Eighty patients with clinically diagnosed Fuchs’ endothelial dystrophy and hundred age matched normal individuals were recruited. Genomic DNA was isolated from peripheral blood leukocytes. Mutations in COL8A2 coding regions were screened using PCR, SSCP, RFLP analysis and Bi-Directional Sequencing. SLC4A11 gene mutations were analyzed using Bi-Directional Sequencing. Fischer’s exact test or Pearson’s chi squared test were used to predict the statistical association of genotypes with the phenotype.

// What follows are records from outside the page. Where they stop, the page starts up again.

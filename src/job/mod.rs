//! Releases, jobs and their templates.
//!
//! A release directory holds one directory per job:
//!
//! ```text
//! release/
//! └── jobs/
//!     └── loggr-syslog-binding-cache/
//!         ├── spec
//!         └── templates/
//!             └── bpm.yml.tera
//! ```
//!
//! Templates are looked up by the destination path the spec maps them to, so
//! callers ask for `config/bpm.yml` rather than the source file name:
//!
//! ```rust,no_run
//! use release_templates::job::ReleaseDir;
//! use release_templates::links::{Link, LinkInstance};
//! use release_templates::properties::Properties;
//! use serde_json::json;
//!
//! # fn example() -> Result<(), release_templates::core::RenderError> {
//! let release = ReleaseDir::new("release");
//! let job = release.job("loggr-syslog-binding-cache")?;
//! let template = job.template("config/bpm.yml")?;
//!
//! let properties = Properties::from_value(json!({ "tls": { "cn": "CN" } }))?;
//! let links = vec![Link::new("cloud_controller").with_instance(LinkInstance::new("a-b-c-d"))];
//! let rendered = template.render(&properties, &links)?;
//! # Ok(())
//! # }
//! ```

pub mod instance;
pub mod spec;

pub use instance::InstanceSpec;
pub use spec::{JobSpec, LinkConsumption, LinkProvision, PropertyDefinition, TemplateEntry};

use std::path::{Path, PathBuf};
use std::sync::Arc;
use walkdir::WalkDir;

use crate::constants::{JOBS_DIR, SPEC_FILE, TEMPLATES_DIR};
use crate::core::RenderError;
use crate::links::Link;
use crate::properties::Properties;
use crate::templating::{RenderOptions, TemplateRenderer};

/// A release checked out on disk.
#[derive(Debug, Clone)]
pub struct ReleaseDir {
    root: PathBuf,
}

impl ReleaseDir {
    pub fn new(root: impl Into<PathBuf>) -> Self {
        Self {
            root: root.into(),
        }
    }

    pub fn path(&self) -> &Path {
        &self.root
    }

    /// Load `jobs/<name>`.
    pub fn job(&self, name: &str) -> Result<Job, RenderError> {
        let dir = self.root.join(JOBS_DIR).join(name);
        if !dir.join(SPEC_FILE).is_file() {
            return Err(RenderError::JobNotFound {
                name: name.to_string(),
                release: self.root.display().to_string(),
            });
        }
        Job::from_dir(dir)
    }

    /// Names of all jobs that have a `spec` file, sorted.
    pub fn jobs(&self) -> Result<Vec<String>, RenderError> {
        let jobs_dir = self.root.join(JOBS_DIR);
        let mut names = Vec::new();

        for entry in WalkDir::new(&jobs_dir).min_depth(1).max_depth(1) {
            let entry = entry.map_err(|e| RenderError::Io {
                path: jobs_dir.display().to_string(),
                message: e.to_string(),
            })?;
            if entry.file_type().is_dir() && entry.path().join(SPEC_FILE).is_file() {
                names.push(entry.file_name().to_string_lossy().into_owned());
            }
        }

        names.sort();
        Ok(names)
    }
}

/// A job loaded from its directory.
#[derive(Debug, Clone)]
pub struct Job {
    dir: PathBuf,
    spec: Arc<JobSpec>,
}

impl Job {
    /// Load a job from a directory containing `spec` and `templates/`.
    pub fn from_dir(dir: impl Into<PathBuf>) -> Result<Self, RenderError> {
        let dir = dir.into();
        let spec_path = dir.join(SPEC_FILE);
        let content =
            std::fs::read_to_string(&spec_path).map_err(|e| RenderError::io(&spec_path, &e))?;
        let spec = JobSpec::from_yaml_str(&content, &spec_path.display().to_string())?;

        tracing::debug!(
            "Loaded job '{}' ({} templates, {} properties, {} consumed links)",
            spec.name,
            spec.templates.len(),
            spec.properties.len(),
            spec.consumes.len()
        );

        Ok(Self {
            dir,
            spec: Arc::new(spec),
        })
    }

    pub fn name(&self) -> &str {
        &self.spec.name
    }

    pub fn spec(&self) -> &JobSpec {
        &self.spec
    }

    pub fn dir(&self) -> &Path {
        &self.dir
    }

    /// The template rendered to `destination`, e.g. `config/bpm.yml`.
    pub fn template(&self, destination: &str) -> Result<Template, RenderError> {
        let entry =
            self.spec.template_for(destination).ok_or_else(|| RenderError::TemplateNotFound {
                job: self.spec.name.clone(),
                destination: destination.to_string(),
                available: self.spec.templates.iter().map(|t| t.destination.clone()).collect(),
            })?;
        self.load_template(entry)
    }

    /// Every template in spec order.
    pub fn templates(&self) -> Result<Vec<Template>, RenderError> {
        self.spec.templates.iter().map(|entry| self.load_template(entry)).collect()
    }

    fn load_template(&self, entry: &TemplateEntry) -> Result<Template, RenderError> {
        let path = self.dir.join(TEMPLATES_DIR).join(&entry.source);
        let body = std::fs::read_to_string(&path).map_err(|e| RenderError::io(&path, &e))?;
        Ok(Template::new(Arc::clone(&self.spec), entry.clone(), body))
    }
}

/// A single template of a job, with its body loaded.
#[derive(Debug, Clone)]
pub struct Template {
    spec: Arc<JobSpec>,
    entry: TemplateEntry,
    body: String,
}

impl Template {
    pub fn new(spec: Arc<JobSpec>, entry: TemplateEntry, body: String) -> Self {
        Self {
            spec,
            entry,
            body,
        }
    }

    pub fn source(&self) -> &str {
        &self.entry.source
    }

    pub fn destination(&self) -> &str {
        &self.entry.destination
    }

    pub fn body(&self) -> &str {
        &self.body
    }

    pub fn job_spec(&self) -> &JobSpec {
        &self.spec
    }

    /// Render with the default instance spec.
    ///
    /// # Errors
    ///
    /// - [`RenderError::UnsatisfiedLink`] if a non-optional consumed link is absent
    /// - [`RenderError::MissingProperty`] if the template reads a property with no value
    /// - [`RenderError::TemplateSyntax`] for Tera parse/evaluation failures
    pub fn render(&self, properties: &Properties, links: &[Link]) -> Result<String, RenderError> {
        self.render_with(properties, links, &RenderOptions::default())
    }

    /// Render with explicit options (instance spec, strict link checking).
    pub fn render_with(
        &self,
        properties: &Properties,
        links: &[Link],
        options: &RenderOptions,
    ) -> Result<String, RenderError> {
        TemplateRenderer::new(options.clone()).render(self, properties, links)
    }
}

Screening of COL8A2 gene revealed a known pathogenic mutation Arg155Gln (c.464G>A) along with two novel polymorphisms, Asn548Ser, Asp537Asn and two reported silent variations Gly495Gly, Ala35Alawere also identified. In SLC4A11 gene, novel Val658Val, Asn553Asn and reported Ala135Ala, Ser213Ser variants were identified . However all the variations identified in both the genes were also present in unaffected controls.
This is probably the first study analyzing COL8A2 gene in Indian patients with FECD. Ala35Ala and Gly495Gly, which are synonymous substitutions, showed statistically significant association with FECD. However the previously reported mutations (Leu450Trp, Arg304Gln, Arg434His, and Gln455Lys) presumed to play a pathogenic role in cases of FECD were not identified and no other pathogenic mutations were identified in COL8A2. Merely silent changes, which showed statistically insignificant association with FECD, were identified in the screening of SLC4A11 gene. These results suggest that COL8A2, SLC4A11 genes may not be responsible for FECD in patients examined in this study.